No, it's based on holes.
It's based on holes.
Oh, okay.
Yeah, so the letter A and the letter O are topologically equivalent.
Because even though the A has those little stretchy little dangle things, you can squish those into, you know, if it was made out of clay, you could push those in.
You can't, the rules are you can't put a hole in any of these objects, right?
Very simple.
I'm talking about some really high-level mathematical concepts, but in a very simple way, very simple and accessible way.
Now, why this is important is when it comes to 3D modeling,
And when you are creating objects, right,
you want to sometimes be able to morph one object into another.
So there's a really dorky topological joke where they say...
Oh, God.
This is good.
What is it?
So would you credit your sonic successes?

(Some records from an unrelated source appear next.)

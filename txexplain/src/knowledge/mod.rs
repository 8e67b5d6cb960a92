//! Static knowledge base consulted by the explanation loop.
//!
//! Records describe well-known tokens, protocols and addresses. They are
//! loaded once per process, never mutated, and searched with an additive
//! fuzzy scorer.

mod record;
mod scorer;
mod search;
mod sources;
mod store;

pub use record::{KnowledgeRecord, RecordType};
pub use scorer::score;
pub use search::{SearchHit, SearchResponse};
pub use sources::{AddressEntry, ProtocolEntry, TokenEntry};
pub use store::{KnowledgeIndex, KnowledgeStore, MAX_RESULTS, MIN_CONFIDENCE};

#[cfg(test)]
pub use store::MockKnowledgeIndex;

Would you credit math to your sonic renders?
Oh, 100%.
Oh, that's good to know.
That's why you should learn math.
Vote it up.
So they say that topologists can't distinguish it between a to...
Taurus and a mug.
Oh my God.
I'm so glad I don't get that.
That's the joke.
If you Google Topology, go to the Wikipedia page, and there's this animated gift that
shows how you can morph a Taurus into a mug.
And it's basically all this like stretching and twisting.
And there are so many fascinating things that come from topology.
So this kind of like curious, this mathematical curiosity that we're talking about here
has real applications in so many things that we use today and take for granted.
but it's something that you can talk to a preschooler about,
and they'll understand, because you just show them the letters
and you show them how some letters are similar, some are dissimilar.
That's how they should be teaching math,
not with formulas and calculations and things
that you don't really need to know until you are taught the application.
Until you decide you want to pursue math as a career.
No.
Like a normal person doesn't need to know that.
Let me float this one by you.
Yeah.
If it weren't for Common Core, a couple of cities or states,
could try what you're suggesting.
Try teaching number theory early.
If there was not a federal testing standard
to get that 7% of their funding,
if not for Common Core,
they could try that to see if it worked.
Buddy, you don't know...
Absolutely true.
That's absolutely true.
You don't know what is a Common Core.
Common Core is closer to teaching number theory
than anything we've ever had in our curriculum.
They are not teaching you how to do wrote memorization of equations.
They're teaching you how to think about numbers.
Like when you add the number 10 to the number 50,
everyone's like, oh, that's easy.
Why do I need Common Core?
Because, dipshit, you're not thinking consciously about how to solve that problem.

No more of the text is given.